*EXERCISE INSTRUCTIONS:* Your task is to repeat the entries exactly from their first line through the line with "depend on labels", and to stop there.
-- STUDY MATERIAL follows --
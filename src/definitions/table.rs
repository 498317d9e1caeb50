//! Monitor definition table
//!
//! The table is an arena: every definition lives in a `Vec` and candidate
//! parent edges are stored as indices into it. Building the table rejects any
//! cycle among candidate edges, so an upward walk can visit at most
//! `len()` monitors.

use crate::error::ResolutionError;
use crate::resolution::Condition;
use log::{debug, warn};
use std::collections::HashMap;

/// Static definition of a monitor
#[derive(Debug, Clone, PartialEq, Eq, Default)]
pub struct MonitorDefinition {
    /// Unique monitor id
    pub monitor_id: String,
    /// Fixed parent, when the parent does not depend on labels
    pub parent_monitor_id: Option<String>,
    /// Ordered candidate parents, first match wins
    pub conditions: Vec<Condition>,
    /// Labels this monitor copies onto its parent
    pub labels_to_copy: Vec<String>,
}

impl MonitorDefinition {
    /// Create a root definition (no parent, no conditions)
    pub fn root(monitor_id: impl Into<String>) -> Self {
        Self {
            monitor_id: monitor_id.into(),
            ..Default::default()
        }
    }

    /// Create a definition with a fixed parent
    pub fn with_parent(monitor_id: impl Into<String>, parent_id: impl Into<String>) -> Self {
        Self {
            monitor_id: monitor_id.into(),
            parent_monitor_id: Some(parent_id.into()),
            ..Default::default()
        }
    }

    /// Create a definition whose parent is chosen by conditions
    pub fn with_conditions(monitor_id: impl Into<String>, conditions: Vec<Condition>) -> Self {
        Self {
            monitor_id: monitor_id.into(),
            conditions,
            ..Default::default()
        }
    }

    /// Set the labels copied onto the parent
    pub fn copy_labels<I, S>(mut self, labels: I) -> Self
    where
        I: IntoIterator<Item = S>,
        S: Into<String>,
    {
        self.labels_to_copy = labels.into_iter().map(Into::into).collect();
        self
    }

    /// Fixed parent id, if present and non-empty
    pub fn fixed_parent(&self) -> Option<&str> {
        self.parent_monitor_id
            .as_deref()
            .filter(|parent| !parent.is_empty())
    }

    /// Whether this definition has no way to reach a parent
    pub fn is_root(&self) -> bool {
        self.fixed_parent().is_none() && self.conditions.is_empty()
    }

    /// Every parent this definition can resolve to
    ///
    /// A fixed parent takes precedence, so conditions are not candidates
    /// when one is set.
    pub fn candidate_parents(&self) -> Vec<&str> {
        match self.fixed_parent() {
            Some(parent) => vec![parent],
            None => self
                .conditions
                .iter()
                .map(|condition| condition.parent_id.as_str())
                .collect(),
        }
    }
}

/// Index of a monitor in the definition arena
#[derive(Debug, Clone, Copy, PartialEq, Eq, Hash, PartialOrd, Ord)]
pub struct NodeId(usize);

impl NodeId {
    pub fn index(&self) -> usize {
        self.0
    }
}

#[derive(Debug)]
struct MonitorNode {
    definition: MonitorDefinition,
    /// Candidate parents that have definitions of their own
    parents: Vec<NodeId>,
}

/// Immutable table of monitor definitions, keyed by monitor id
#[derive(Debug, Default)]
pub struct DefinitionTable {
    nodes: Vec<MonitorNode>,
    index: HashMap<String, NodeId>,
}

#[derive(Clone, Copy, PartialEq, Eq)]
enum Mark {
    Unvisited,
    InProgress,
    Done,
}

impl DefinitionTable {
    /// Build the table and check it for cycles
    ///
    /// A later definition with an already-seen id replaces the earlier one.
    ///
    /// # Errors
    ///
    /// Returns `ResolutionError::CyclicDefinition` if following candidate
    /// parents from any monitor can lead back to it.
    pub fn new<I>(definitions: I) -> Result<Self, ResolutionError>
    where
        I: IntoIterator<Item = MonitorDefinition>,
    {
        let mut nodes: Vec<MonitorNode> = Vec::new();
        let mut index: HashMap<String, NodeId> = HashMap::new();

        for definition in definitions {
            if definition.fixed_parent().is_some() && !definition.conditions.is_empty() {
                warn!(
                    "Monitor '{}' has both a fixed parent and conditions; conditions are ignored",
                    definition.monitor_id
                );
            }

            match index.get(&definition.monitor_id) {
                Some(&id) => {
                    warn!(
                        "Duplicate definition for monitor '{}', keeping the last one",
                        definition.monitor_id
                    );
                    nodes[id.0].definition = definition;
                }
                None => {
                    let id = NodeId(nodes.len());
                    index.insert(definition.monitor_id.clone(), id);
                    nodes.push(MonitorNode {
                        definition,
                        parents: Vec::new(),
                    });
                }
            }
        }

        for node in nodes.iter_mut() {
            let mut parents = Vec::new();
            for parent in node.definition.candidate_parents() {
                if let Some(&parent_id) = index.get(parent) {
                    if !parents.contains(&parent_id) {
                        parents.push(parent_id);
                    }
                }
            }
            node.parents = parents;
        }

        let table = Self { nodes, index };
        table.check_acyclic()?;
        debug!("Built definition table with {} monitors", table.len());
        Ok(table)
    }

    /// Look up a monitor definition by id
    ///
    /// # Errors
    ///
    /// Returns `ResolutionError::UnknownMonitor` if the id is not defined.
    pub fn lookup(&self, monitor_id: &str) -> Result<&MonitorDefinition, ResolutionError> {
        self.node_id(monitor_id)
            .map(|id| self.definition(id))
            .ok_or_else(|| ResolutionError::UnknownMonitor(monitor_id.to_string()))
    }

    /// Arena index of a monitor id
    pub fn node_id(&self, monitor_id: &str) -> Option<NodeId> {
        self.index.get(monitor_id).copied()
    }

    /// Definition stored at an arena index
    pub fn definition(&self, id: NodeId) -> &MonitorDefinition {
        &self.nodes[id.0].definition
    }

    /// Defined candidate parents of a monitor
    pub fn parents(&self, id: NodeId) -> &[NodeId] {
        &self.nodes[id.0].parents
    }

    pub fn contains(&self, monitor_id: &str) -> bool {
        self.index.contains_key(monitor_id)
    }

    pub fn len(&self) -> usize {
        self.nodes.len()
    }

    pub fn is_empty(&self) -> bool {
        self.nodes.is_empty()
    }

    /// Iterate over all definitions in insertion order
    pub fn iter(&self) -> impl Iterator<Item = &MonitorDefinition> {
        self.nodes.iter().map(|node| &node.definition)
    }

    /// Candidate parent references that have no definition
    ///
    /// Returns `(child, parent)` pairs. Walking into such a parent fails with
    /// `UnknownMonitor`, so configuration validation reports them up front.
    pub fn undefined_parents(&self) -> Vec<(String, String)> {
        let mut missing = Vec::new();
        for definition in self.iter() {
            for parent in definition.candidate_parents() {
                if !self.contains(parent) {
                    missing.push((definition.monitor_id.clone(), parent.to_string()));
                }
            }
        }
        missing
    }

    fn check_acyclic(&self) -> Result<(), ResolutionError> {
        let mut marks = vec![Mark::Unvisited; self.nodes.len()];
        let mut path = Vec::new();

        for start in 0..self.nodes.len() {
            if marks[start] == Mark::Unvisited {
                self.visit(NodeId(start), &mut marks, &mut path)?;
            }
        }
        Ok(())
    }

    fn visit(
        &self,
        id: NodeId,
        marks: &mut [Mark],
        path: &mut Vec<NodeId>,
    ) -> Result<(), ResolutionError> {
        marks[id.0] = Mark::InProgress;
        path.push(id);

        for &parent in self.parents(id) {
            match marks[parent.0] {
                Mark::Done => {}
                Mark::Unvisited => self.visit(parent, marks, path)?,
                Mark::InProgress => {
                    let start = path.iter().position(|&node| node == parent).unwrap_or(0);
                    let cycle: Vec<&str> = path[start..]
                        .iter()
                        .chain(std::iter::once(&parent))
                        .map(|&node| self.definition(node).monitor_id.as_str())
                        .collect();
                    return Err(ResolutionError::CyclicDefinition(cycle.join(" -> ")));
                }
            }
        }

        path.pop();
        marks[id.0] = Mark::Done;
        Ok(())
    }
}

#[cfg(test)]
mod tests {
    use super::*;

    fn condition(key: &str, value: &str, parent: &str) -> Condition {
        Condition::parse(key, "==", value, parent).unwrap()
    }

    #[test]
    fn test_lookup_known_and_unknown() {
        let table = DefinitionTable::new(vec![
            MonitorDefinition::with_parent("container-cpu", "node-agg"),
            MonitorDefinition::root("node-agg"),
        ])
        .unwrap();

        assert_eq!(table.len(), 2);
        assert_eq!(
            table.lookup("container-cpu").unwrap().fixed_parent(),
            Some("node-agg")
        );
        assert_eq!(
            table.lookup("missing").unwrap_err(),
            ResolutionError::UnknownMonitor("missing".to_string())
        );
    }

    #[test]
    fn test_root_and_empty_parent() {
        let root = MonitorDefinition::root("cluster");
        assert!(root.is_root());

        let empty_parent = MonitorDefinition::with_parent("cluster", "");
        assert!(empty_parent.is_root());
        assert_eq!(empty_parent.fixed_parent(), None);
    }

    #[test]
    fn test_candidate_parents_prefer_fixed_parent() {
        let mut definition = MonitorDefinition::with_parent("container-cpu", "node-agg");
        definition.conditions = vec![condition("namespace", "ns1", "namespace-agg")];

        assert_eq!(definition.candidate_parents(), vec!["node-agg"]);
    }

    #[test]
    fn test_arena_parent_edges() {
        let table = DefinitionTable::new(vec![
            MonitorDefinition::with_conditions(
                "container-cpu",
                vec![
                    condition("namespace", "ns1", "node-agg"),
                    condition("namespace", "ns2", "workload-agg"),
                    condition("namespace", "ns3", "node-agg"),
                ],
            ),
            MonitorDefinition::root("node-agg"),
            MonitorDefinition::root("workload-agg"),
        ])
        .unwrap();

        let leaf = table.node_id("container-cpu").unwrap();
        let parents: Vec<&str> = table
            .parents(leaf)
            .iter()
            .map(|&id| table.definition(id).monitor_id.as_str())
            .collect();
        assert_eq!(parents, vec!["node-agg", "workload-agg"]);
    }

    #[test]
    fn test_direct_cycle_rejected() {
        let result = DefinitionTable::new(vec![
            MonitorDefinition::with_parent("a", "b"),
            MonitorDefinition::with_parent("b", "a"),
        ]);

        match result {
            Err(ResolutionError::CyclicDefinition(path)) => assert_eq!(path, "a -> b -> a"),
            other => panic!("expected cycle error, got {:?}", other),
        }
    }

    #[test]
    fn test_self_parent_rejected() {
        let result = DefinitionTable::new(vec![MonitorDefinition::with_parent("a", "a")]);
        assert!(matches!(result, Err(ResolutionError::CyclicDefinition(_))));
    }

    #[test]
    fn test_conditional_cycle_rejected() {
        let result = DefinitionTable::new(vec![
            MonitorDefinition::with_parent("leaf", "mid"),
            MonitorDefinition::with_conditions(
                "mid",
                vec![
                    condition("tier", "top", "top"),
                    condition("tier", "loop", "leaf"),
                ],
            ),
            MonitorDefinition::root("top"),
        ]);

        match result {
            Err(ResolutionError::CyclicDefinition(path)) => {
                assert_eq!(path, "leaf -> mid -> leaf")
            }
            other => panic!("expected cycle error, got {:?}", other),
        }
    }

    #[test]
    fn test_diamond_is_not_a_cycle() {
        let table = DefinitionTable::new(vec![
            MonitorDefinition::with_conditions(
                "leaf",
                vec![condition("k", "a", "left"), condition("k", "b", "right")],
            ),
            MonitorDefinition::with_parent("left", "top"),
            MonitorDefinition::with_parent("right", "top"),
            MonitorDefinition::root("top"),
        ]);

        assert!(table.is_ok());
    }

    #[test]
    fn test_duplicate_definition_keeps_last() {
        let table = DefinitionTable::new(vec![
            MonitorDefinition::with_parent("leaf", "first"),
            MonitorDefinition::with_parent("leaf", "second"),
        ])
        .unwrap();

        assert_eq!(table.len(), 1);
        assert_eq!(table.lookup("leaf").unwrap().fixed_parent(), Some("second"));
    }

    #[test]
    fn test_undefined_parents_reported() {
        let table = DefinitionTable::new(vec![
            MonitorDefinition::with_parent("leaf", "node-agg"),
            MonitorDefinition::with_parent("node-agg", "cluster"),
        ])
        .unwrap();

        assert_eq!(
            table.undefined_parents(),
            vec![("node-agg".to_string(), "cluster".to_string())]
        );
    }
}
-- STUDY MATERIAL concluded --
*EXERCISE RESPONSE:*
filename src/definitions/table.rs
repository 498317d9e1caeb50
//! Monitor definition table
//!
//! The table is an arena: every definition lives in a `Vec` and candidate
//! parent edges are stored as indices into it. Building the table rejects any
//! cycle among candidate edges, so an upward walk can visit at most
//! `len()` monitors.

use crate::error::ResolutionError;
use crate::resolution::Condition;
use log::{debug, warn};
use std::collections::HashMap;

/// Static definition of a monitor
#[derive(Debug, Clone, PartialEq, Eq, Default)]
pub struct MonitorDefinition {
    /// Unique monitor id
    pub monitor_id: String,
    /// Fixed parent, when the parent does not depend on labels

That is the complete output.